What is expected
Identify the lines in the data below that contain "group" and give only how many there are.

□ □ □ □ □

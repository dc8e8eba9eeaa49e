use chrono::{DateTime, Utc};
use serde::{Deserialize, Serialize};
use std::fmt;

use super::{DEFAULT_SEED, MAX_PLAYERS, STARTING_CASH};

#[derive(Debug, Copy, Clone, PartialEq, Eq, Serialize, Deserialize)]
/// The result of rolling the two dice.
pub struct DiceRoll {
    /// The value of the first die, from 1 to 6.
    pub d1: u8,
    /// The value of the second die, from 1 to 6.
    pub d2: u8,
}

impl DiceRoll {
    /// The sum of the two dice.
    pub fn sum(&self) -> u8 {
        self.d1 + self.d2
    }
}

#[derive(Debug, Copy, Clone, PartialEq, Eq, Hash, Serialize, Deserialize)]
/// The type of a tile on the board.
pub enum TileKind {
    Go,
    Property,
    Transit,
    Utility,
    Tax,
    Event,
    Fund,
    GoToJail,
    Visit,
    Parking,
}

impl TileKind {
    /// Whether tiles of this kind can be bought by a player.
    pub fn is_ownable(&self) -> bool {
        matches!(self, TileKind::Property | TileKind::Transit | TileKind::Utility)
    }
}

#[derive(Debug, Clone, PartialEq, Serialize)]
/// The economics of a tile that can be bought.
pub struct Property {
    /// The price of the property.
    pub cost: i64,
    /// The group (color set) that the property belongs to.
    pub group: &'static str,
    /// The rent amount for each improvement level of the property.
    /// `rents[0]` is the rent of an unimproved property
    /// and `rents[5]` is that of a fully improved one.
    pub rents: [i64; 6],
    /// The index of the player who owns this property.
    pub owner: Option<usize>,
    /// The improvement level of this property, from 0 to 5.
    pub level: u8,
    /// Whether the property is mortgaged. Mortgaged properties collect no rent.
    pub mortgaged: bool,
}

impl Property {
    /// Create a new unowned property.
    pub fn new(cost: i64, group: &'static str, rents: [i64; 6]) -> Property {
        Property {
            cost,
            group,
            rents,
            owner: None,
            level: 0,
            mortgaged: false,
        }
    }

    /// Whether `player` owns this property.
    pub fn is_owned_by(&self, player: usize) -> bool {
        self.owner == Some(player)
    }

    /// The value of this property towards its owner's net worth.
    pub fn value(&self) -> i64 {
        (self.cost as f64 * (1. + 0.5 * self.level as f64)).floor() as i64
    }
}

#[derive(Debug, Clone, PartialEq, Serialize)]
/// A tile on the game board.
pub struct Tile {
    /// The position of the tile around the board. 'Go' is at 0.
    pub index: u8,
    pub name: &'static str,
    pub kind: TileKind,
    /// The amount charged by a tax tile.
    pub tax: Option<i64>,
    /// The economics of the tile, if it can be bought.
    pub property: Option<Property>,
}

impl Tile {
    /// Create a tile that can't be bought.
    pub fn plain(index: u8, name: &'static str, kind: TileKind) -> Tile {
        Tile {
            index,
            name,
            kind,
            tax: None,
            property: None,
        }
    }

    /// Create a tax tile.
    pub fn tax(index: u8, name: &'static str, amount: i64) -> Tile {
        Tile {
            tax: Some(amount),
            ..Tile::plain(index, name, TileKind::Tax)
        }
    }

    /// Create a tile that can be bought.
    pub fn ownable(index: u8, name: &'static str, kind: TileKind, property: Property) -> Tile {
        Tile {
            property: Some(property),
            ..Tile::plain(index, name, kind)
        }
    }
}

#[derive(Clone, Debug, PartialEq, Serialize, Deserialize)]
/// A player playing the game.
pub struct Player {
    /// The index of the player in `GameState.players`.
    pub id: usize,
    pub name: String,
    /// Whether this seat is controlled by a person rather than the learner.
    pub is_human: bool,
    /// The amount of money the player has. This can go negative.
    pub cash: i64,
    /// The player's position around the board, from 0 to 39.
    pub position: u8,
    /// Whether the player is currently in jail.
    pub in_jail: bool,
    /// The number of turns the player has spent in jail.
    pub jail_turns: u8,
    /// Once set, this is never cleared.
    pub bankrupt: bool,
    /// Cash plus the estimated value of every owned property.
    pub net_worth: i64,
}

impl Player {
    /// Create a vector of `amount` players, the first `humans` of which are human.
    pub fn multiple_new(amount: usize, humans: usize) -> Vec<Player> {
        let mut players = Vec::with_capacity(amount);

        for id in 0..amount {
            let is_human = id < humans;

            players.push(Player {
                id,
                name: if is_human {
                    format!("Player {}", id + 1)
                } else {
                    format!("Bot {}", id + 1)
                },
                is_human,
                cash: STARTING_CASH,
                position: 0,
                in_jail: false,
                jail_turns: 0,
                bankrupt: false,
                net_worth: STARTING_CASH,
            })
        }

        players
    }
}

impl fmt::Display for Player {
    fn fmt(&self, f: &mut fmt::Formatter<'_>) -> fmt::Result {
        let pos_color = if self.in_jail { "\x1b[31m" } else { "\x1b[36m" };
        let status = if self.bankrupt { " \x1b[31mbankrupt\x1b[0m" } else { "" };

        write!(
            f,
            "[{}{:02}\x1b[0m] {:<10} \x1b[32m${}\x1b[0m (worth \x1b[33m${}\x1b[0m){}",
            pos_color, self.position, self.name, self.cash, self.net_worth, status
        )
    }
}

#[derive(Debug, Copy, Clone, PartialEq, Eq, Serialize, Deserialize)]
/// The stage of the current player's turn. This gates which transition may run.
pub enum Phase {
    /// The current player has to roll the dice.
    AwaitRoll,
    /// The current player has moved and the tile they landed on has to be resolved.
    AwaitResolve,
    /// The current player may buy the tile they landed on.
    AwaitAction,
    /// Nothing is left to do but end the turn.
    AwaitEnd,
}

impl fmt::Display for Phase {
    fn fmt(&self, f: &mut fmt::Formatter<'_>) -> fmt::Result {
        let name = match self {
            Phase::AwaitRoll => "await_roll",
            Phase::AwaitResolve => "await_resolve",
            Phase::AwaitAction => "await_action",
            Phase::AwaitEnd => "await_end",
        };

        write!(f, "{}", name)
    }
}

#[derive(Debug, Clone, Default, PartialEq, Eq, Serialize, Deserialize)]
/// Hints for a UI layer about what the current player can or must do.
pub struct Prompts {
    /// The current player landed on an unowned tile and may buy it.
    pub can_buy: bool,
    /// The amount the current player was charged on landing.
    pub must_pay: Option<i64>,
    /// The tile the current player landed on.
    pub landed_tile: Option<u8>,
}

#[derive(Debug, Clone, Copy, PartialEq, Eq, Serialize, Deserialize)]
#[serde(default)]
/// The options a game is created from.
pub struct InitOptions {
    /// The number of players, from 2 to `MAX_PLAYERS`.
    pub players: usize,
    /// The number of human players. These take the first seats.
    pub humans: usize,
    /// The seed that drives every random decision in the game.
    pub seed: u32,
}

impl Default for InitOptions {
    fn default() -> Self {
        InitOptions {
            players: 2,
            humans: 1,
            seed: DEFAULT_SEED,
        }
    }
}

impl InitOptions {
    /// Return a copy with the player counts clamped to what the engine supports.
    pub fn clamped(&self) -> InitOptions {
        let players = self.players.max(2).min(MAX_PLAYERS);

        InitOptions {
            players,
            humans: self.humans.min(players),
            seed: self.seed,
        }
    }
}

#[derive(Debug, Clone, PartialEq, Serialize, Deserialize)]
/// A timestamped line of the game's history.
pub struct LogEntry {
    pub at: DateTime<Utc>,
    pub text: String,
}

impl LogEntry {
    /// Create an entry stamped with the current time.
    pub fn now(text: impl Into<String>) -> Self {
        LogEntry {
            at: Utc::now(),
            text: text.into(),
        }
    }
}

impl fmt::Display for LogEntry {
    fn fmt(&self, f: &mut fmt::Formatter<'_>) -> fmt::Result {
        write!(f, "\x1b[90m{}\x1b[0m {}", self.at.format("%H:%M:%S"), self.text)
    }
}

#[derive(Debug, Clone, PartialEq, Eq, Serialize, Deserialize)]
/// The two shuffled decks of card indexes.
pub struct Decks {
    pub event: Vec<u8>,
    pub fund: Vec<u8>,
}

□ □ □ □ □

Solution to this task
4